For the records below, output each line exactly as it appears, from the first through the line with "pub mod channels".

Records to use:
- Opening Delimiter -
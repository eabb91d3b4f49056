//! Shared vocabulary for the rosdeck bridge.
//!
//! Every other crate in the workspace speaks in these types: the error
//! taxonomy, the transport's connection state, the envelope pushed to
//! dashboard viewers, the robot command service contract and the dialog
//! data model.

use std::time::Duration;

use serde::{Deserialize, Serialize};
use thiserror::Error;

pub mod dialog;

pub use dialog::{
    DialogQuestion, DialogStatus, FieldDescriptor, FieldOption, FieldType, LookupSource,
    PendingDialogRequest,
};

/// Channel and service names on the robot's pub/sub transport.
pub mod channels {
    /// Service used for every discrete robot command.
    pub const ROBOT_COMMAND_SERVICE: &str = "/robot/command";

    pub const MAP: &str = "/map";
    pub const TF: &str = "/tf";
    pub const SCAN: &str = "/scan";
    pub const ODOM: &str = "/odom";
    pub const BRAKE_STATUS: &str = "/brake_status";
    pub const ROBOT_STATUS: &str = "/robot/status";
    pub const MAP_CHANGE: &str = "/robot/map/change";
    pub const MISSION_ADDED: &str = "/robot/mission/added";
    pub const MISSION_STATUS: &str = "/robot/mission/status";

    /// Inbound questions raised by the robot for an operator.
    pub const DIALOG_REQUEST: &str = "/robot/dialog/variable/request";
    /// Inbound withdrawal of a question the robot no longer needs answered.
    pub const DIALOG_CANCEL: &str = "/robot/dialog/variable/cancel";
    /// Outbound answers, correlated by request id.
    pub const DIALOG_RESPONSE: &str = "/robot/dialog/variable/response";
}

/// Envelope `type` values understood by the dashboard.
pub mod kinds {
    pub const MAP_UPDATE: &str = "map_update";
    pub const ROBOT_TF: &str = "robot_tf";
    pub const SCAN_UPDATE: &str = "scan_update";
    pub const ODOM_UPDATE: &str = "odom_update";
    pub const BRAKE_UPDATE: &str = "brake_update";
    pub const ROBOT_STATUS: &str = "robotStatus";
    pub const DIALOG_UPDATE: &str = "dialogUpdate";
    pub const MAP_CHANGE: &str = "map_change";
    pub const MISSION_QUEUE_ADDED: &str = "mission_queue_added";
    pub const MISSION_QUEUE_STATUS: &str = "mission_queue_status";
}

/// Lifecycle of the single transport connection.
///
/// Transitions happen only in response to transport events (open, close,
/// failed attempt), never from feature code.
#[derive(Debug, Clone, Copy, PartialEq, Eq, Serialize, Deserialize, Default)]
#[serde(rename_all = "snake_case")]
pub enum ConnectionState {
    #[default]
    Disconnected,
    Connecting,
    Connected,
}

impl std::fmt::Display for ConnectionState {
    fn fmt(&self, f: &mut std::fmt::Formatter<'_>) -> std::fmt::Result {
        match self {
            ConnectionState::Disconnected => write!(f, "disconnected"),
            ConnectionState::Connecting => write!(f, "connecting"),
            ConnectionState::Connected => write!(f, "connected"),
        }
    }
}

/// Uniform shape pushed to every dashboard viewer: `{"type": .., "data": ..}`.
#[derive(Debug, Clone, Serialize)]
pub struct OutboundEnvelope<'a, T: Serialize + ?Sized> {
    #[serde(rename = "type")]
    pub kind: &'a str,
    pub data: &'a T,
}

impl<'a, T: Serialize + ?Sized> OutboundEnvelope<'a, T> {
    pub fn new(kind: &'a str, data: &'a T) -> Self {
        Self { kind, data }
    }

    /// Serialize the envelope to the JSON text sent over viewer sockets.
    pub fn to_json(&self) -> Result<String, DeckError> {
        serde_json::to_string(self).map_err(|e| DeckError::Serialization(e.to_string()))
    }
}

/// Request body of the `/robot/command` service.
#[derive(Debug, Clone, PartialEq, Eq, Serialize, Deserialize)]
pub struct RobotCommandRequest {
    pub cmd: i32,
    #[serde(default)]
    pub msg: String,
}

/// Reply of the `/robot/command` service.
#[derive(Debug, Clone, PartialEq, Eq, Serialize, Deserialize)]
pub struct RobotCommandReply {
    pub result: bool,
    #[serde(default)]
    pub msg: String,
}

/// Error taxonomy shared by the transport, the invoker and the dialog
/// correlator.
#[derive(Error, Debug)]
pub enum DeckError {
    /// No live transport connection at call time. Never queued.
    #[error("transport unavailable: no active connection to the robot")]
    TransportUnavailable,

    /// The peer rejected a service call.
    #[error("remote fault: {0}")]
    RemoteFault(String),

    /// A caller-imposed deadline expired.
    #[error("timed out after {0:?}")]
    Timeout(Duration),

    /// An operation referenced an unknown id.
    #[error("not found: {0}")]
    NotFound(String),

    /// A payload did not match any decode strategy.
    #[error("malformed payload: {0}")]
    MalformedPayload(String),

    #[error("serialization error: {0}")]
    Serialization(String),

    #[error("channel error: {0}")]
    Channel(String),
}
- Closing Delimiter -
Reply:
repository eabb91d3b4f49056
//! Shared vocabulary for the rosdeck bridge.
//!
//! Every other crate in the workspace speaks in these types: the error
//! taxonomy, the transport's connection state, the envelope pushed to
//! dashboard viewers, the robot command service contract and the dialog
//! data model.

use std::time::Duration;

use serde::{Deserialize, Serialize};
use thiserror::Error;

pub mod dialog;

pub use dialog::{
    DialogQuestion, DialogStatus, FieldDescriptor, FieldOption, FieldType, LookupSource,
    PendingDialogRequest,
};

/// Channel and service names on the robot's pub/sub transport.
pub mod channels {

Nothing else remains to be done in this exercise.